Theory and Algorithms for Statistical Content Identification
funded by the National Science Foundation
researchers: Pierre Moulin, Sujoy Roy (Institute for Infocomm Research, Singapore)
Automatic Content Identification is an emerging technology that has found applications to broadcast monitoring, connected audio, content tracking, digital asset management, near-duplicate identification, and contextual advertising, and as a filtering technology for file sharing. Content identification algorithms must be robust to common signal degradations. They operate on highly compressed data (robust hashes, aka content fingerprints) to meet storage, communication, and computing constraints. The goals of this project are to develop an analytical framework for content identification based upon fundamental principles and modern methods of statistical inference and information theory, and to develop novel content identification algorithms based on the theory. Our focus is on the following four research topics:
- Hash-Based Inference. Dithered nested lattice quantization methods are being developed to construct a new family of hash functions with provable optimality properties.

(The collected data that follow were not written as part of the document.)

//! Configuration management for git hooks
//!
//! A configuration maps git hook names to actions. An action is either a
//! plain shell command or, for `pre-commit`, a staged-lint pattern map:
//!
//! ```json
//! {
//!   "pre-commit": {
//!     "staged-lint": {
//!       "**/*.{js,ts}": ["eslint --fix", "tsc --noEmit"]
//!     },
//!     "autoRestage": true
//!   },
//!   "commit-msg": "gitlint .git/COMMIT_EDITMSG",
//!   "verbose": true
//! }
//! ```
//!
//! Hook names are accepted in kebab-case or camelCase, and option keys in
//! either spelling (`stagedLint`/`staged-lint`). [`HooksConfig::from_value`]
//! folds all of them into canonical fields, so nothing downstream has to
//! know about the aliases.

mod error;
pub mod loader;
pub mod settings;


use serde::de::{MapAccess, Visitor};
use serde::{Deserialize, Deserializer};
use serde_json::Value;
use std::fmt;

use crate::hooks::GitHook;

pub use error::ConfigError;
pub use loader::{ConfigFormat, ConfigSource, load};
pub use settings::EnvOverrides;

/// One or more shell commands run against the files a pattern matched.
#[derive(Debug, Clone, PartialEq, Eq, Deserialize)]
#[serde(untagged)]
pub enum CommandSpec {
    Single(String),
    Sequence(Vec<String>),
}

impl CommandSpec {
    /// The commands in execution order.
    pub fn commands(&self) -> &[String] {
        match self {
            CommandSpec::Single(command) => std::slice::from_ref(command),
            CommandSpec::Sequence(commands) => commands,
        }
    }
}

impl From<&str> for CommandSpec {
    fn from(command: &str) -> Self {
        CommandSpec::Single(command.to_string())
    }
}

impl From<Vec<&str>> for CommandSpec {
    fn from(commands: Vec<&str>) -> Self {
        CommandSpec::Sequence(commands.into_iter().map(str::to_string).collect())
    }
}

/// A glob pattern and the commands to run on the staged files it matches.
#[derive(Debug, Clone, PartialEq, Eq)]
pub struct PatternEntry {
    pub pattern: String,
    pub commands: CommandSpec,
}

/// Ordered glob pattern → command mapping.
///
/// Order is significant: entries are linted in the order they were written,
/// and the first failing entry stops the run.
#[derive(Debug, Clone, Default, PartialEq, Eq)]
pub struct PatternMap {
    entries: Vec<PatternEntry>,
}

impl PatternMap {
    pub fn new() -> Self {
        Self::default()
    }

    /// Append an entry, replacing the commands of an existing identical pattern.
    pub fn insert(&mut self, pattern: impl Into<String>, commands: CommandSpec) {
        let pattern = pattern.into();
        match self.entries.iter_mut().find(|entry| entry.pattern == pattern) {
            Some(entry) => entry.commands = commands,
            None => self.entries.push(PatternEntry { pattern, commands }),
        }
    }

    pub fn iter(&self) -> impl Iterator<Item = &PatternEntry> {
        self.entries.iter()
    }

}

impl<S: Into<String>> FromIterator<(S, CommandSpec)> for PatternMap {
    fn from_iter<I: IntoIterator<Item = (S, CommandSpec)>>(iter: I) -> Self {
        let mut map = PatternMap::new();
        for (pattern, commands) in iter {
            map.insert(pattern, commands);
        }
        map
    }
}

impl<'de> Deserialize<'de> for PatternMap {
    fn deserialize<D: Deserializer<'de>>(deserializer: D) -> Result<Self, D::Error> {
        struct PatternMapVisitor;

        impl<'de> Visitor<'de> for PatternMapVisitor {
            type Value = PatternMap;

            fn expecting(&self, f: &mut fmt::Formatter) -> fmt::Result {
                f.write_str("a map of glob patterns to a command or list of commands")
            }

            fn visit_map<A: MapAccess<'de>>(self, mut access: A) -> Result<PatternMap, A::Error> {
                let mut map = PatternMap::new();
                while let Some((pattern, commands)) =
                    access.next_entry::<String, CommandSpec>()?
                {
                    map.insert(pattern, commands);
                }
                Ok(map)
            }
        }

        deserializer.deserialize_map(PatternMapVisitor)
    }
}

/// What a configured hook does when git invokes it.
#[derive(Debug, Clone, PartialEq, Eq)]
pub enum HookAction {
    /// A literal shell command written into the hook script.
    Command(String),
    /// Lint staged files through a pattern map.
    StagedLint(PatternMap),
}

#[derive(Debug, Clone, PartialEq, Eq)]
pub struct HookEntry {
    pub action: HookAction,
    /// Hook-level auto-restage setting; overrides the global one.
    pub auto_restage: Option<bool>,
}

/// Which unconfigured hooks the installer must leave alone.
#[derive(Debug, Clone, Default, PartialEq, Eq)]
pub enum PreserveUnused {
    #[default]
    None,
    All,
    Hooks(Vec<GitHook>),
}

impl PreserveUnused {
    pub fn preserves(&self, hook: GitHook) -> bool {
        match self {
            PreserveUnused::None => false,
            PreserveUnused::All => true,
            PreserveUnused::Hooks(hooks) => hooks.contains(&hook),
        }
    }
}

/// Normalized configuration.
#[derive(Debug, Clone, Default, PartialEq, Eq)]
pub struct HooksConfig {
    hooks: Vec<(GitHook, HookEntry)>,
    /// Global pattern map used when the hook has none of its own.
    pub staged_lint: Option<PatternMap>,
    /// Global auto-restage setting.
    pub auto_restage: Option<bool>,
    pub verbose: bool,
    pub preserve_unused: PreserveUnused,
    /// Per-command timeout in seconds.
    pub timeout: Option<u64>,
    unknown_keys: Vec<String>,
}

enum TopLevelKey {
    Hook(GitHook),
    StagedLint,
    AutoRestage,
    Verbose,
    PreserveUnused,
    Timeout,
    Unknown,
}

fn classify(key: &str) -> TopLevelKey {
    match key {
        "stagedLint" | "staged-lint" => TopLevelKey::StagedLint,
        "autoRestage" | "auto-restage" => TopLevelKey::AutoRestage,
        "verbose" => TopLevelKey::Verbose,
        "preserveUnused" | "preserve-unused" => TopLevelKey::PreserveUnused,
        "timeout" => TopLevelKey::Timeout,
        other => GitHook::from_name(other)
            .map(TopLevelKey::Hook)
            .unwrap_or(TopLevelKey::Unknown),
    }
}

fn is_staged_lint_key(key: &str) -> bool {
    matches!(key, "stagedLint" | "staged-lint")
}

fn is_auto_restage_key(key: &str) -> bool {
    matches!(key, "autoRestage" | "auto-restage")
}

fn parse_bool(key: &str, value: &Value) -> Result<bool, ConfigError> {
    value
        .as_bool()
        .ok_or_else(|| ConfigError::invalid(key, format!("expected a boolean, found {value}")))
}

fn parse_pattern_map(key: &str, value: Value) -> Result<PatternMap, ConfigError> {
    serde_json::from_value(value).map_err(|e| ConfigError::invalid(key, e.to_string()))
}

fn parse_preserve_unused(key: &str, value: &Value) -> Result<PreserveUnused, ConfigError> {
    match value {
        Value::Bool(true) => Ok(PreserveUnused::All),
        Value::Bool(false) => Ok(PreserveUnused::None),
        Value::Array(names) => names
            .iter()
            .map(|name| {
                name.as_str()
                    .and_then(GitHook::from_name)
                    .ok_or_else(|| ConfigError::invalid(key, format!("{name} is not a git hook")))
            })
            .collect::<Result<Vec<_>, _>>()
            .map(PreserveUnused::Hooks),
        other => Err(ConfigError::invalid(
            key,
            format!("expected a boolean or a list of hook names, found {other}"),
        )),
    }
}

impl HooksConfig {
    /// Parse a raw configuration document, folding every alias into its canonical form.
    ///
    /// Unknown keys are remembered rather than rejected; see [`HooksConfig::validate`].
    pub fn from_value(value: Value) -> Result<Self, ConfigError> {
        let Value::Object(map) = value else {
            return Err(ConfigError::invalid(
                "<root>",
                format!("expected an object, found {value}"),
            ));
        };

        let mut config = HooksConfig::default();
        let mut seen_staged_lint = false;

        for (key, value) in map {
            match classify(&key) {
                TopLevelKey::Hook(hook) => {
                    if config.hook(hook).is_some() {
                        return Err(ConfigError::invalid(
                            key,
                            format!("{hook} is configured more than once"),
                        ));
                    }
                    let entry = config.parse_hook_entry(hook, &key, value)?;
                    config.hooks.push((hook, entry));
                }
                TopLevelKey::StagedLint => {
                    if seen_staged_lint {
                        return Err(ConfigError::invalid(
                            key,
                            "staged-lint is configured more than once",
                        ));
                    }
                    seen_staged_lint = true;
                    config.staged_lint = Some(parse_pattern_map(&key, value)?);
                }
                TopLevelKey::AutoRestage => config.auto_restage = Some(parse_bool(&key, &value)?),
                TopLevelKey::Verbose => config.verbose = parse_bool(&key, &value)?,
                TopLevelKey::PreserveUnused => {
                    config.preserve_unused = parse_preserve_unused(&key, &value)?
                }
                TopLevelKey::Timeout => {
                    let seconds = value.as_u64().ok_or_else(|| {
                        ConfigError::invalid(&key, format!("expected seconds, found {value}"))
                    })?;
                    if seconds == 0 {
                        return Err(ConfigError::invalid(key, "must be at least one second"));
                    }
                    config.timeout = Some(seconds);
                }
                TopLevelKey::Unknown => config.unknown_keys.push(key),
            }
        }

        Ok(config)
    }

    fn parse_hook_entry(
        &mut self,
        hook: GitHook,
        key: &str,
        value: Value,
    ) -> Result<HookEntry, ConfigError> {
        match value {
            Value::String(command) => Ok(HookEntry {
                action: HookAction::Command(command),
                auto_restage: None,
            }),
            Value::Object(fields) => {
                let mut pattern_map = None;
                let mut auto_restage = None;

                for (field, value) in fields {
                    if is_staged_lint_key(&field) {
                        if pattern_map.is_some() {
                            return Err(ConfigError::invalid(
                                format!("{key}.{field}"),
                                "staged-lint is configured more than once",
                            ));
                        }
                        pattern_map = Some(parse_pattern_map(&format!("{key}.{field}"), value)?);
                    } else if is_auto_restage_key(&field) {
                        auto_restage = Some(parse_bool(&format!("{key}.{field}"), &value)?);
                    } else {
                        self.unknown_keys.push(format!("{hook}.{field}"));
                    }
                }

                let pattern_map = pattern_map.ok_or_else(|| {
                    ConfigError::invalid(key, "expected a command or an object with a stagedLint map")
                })?;

                Ok(HookEntry {
                    action: HookAction::StagedLint(pattern_map),
                    auto_restage,
                })
            }
            other => Err(ConfigError::invalid(
                key,
                format!("expected a command string or an object, found {other}"),
            )),
        }
    }

    /// Parse a JSON document. Mostly useful for programmatic configuration and tests.
    pub fn from_json_str(content: &str) -> Result<Self, ConfigError> {
        let value: Value = serde_json::from_str(content)
            .map_err(|e| ConfigError::invalid("<root>", e.to_string()))?;
        Self::from_value(value)
    }

    /// The entry configured for a hook, if any.
    pub fn hook(&self, hook: GitHook) -> Option<&HookEntry> {
        self.hooks
            .iter()
            .find_map(|(configured, entry)| (*configured == hook).then_some(entry))
    }

    /// Configured hooks in document order.
    pub fn hooks(&self) -> impl Iterator<Item = (GitHook, &HookEntry)> {
        self.hooks.iter().map(|(hook, entry)| (*hook, entry))
    }

    /// Add or replace a hook entry.
    pub fn set_hook(&mut self, hook: GitHook, entry: HookEntry) {
        match self.hooks.iter_mut().find(|(configured, _)| *configured == hook) {
            Some((_, existing)) => *existing = entry,
            None => self.hooks.push((hook, entry)),
        }
    }

    /// Keys that were neither hooks nor known options.
    pub fn unknown_keys(&self) -> &[String] {
        &self.unknown_keys
    }

    /// Install-time checks. Running a hook never calls this.
    pub fn validate(&self) -> Result<(), ConfigError> {
        if let Some(key) = self.unknown_keys.first() {
            return Err(ConfigError::UnknownKey(key.clone()));
        }

        for (hook, entry) in self.hooks() {
            match &entry.action {
                HookAction::Command(command) if command.trim().is_empty() => {
                    return Err(ConfigError::EmptyCommand(hook));
                }
                HookAction::StagedLint(_) if hook != GitHook::PreCommit => {
                    return Err(ConfigError::StagedLintNotAllowed(hook));
                }
                _ => {}
            }
        }

        Ok(())
    }

    /// Layer environment overrides on top of the file values.
    pub fn apply_env(&mut self, overrides: &EnvOverrides) {
        if let Some(verbose) = overrides.verbose {
            self.verbose = verbose;
        }
        if let Some(auto_restage) = overrides.auto_restage {
            self.auto_restage = Some(auto_restage);
        }
        if let Some(timeout) = overrides.timeout {
            self.timeout = Some(timeout);
        }
    }
}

- Information-Theoretic Analysis. We are formulating content identification as a communication problem with storage constraints and studying fundamental performance limits, in the form of a capacity region. Finite blocklength effects are being analyzed by application of strong large deviations analysis, providing sharp asymptotics for the error probabilities.
- Code Design. A learning-theoretic approach is being developed for statistical modeling of content fingerprints and degradation channels from training data, and for design of hashing codes and decoding metrics that are optimally matched to the statistics.
- Applications to audio, RGB+D images, and video are being explored, as well as forensic analysis and security.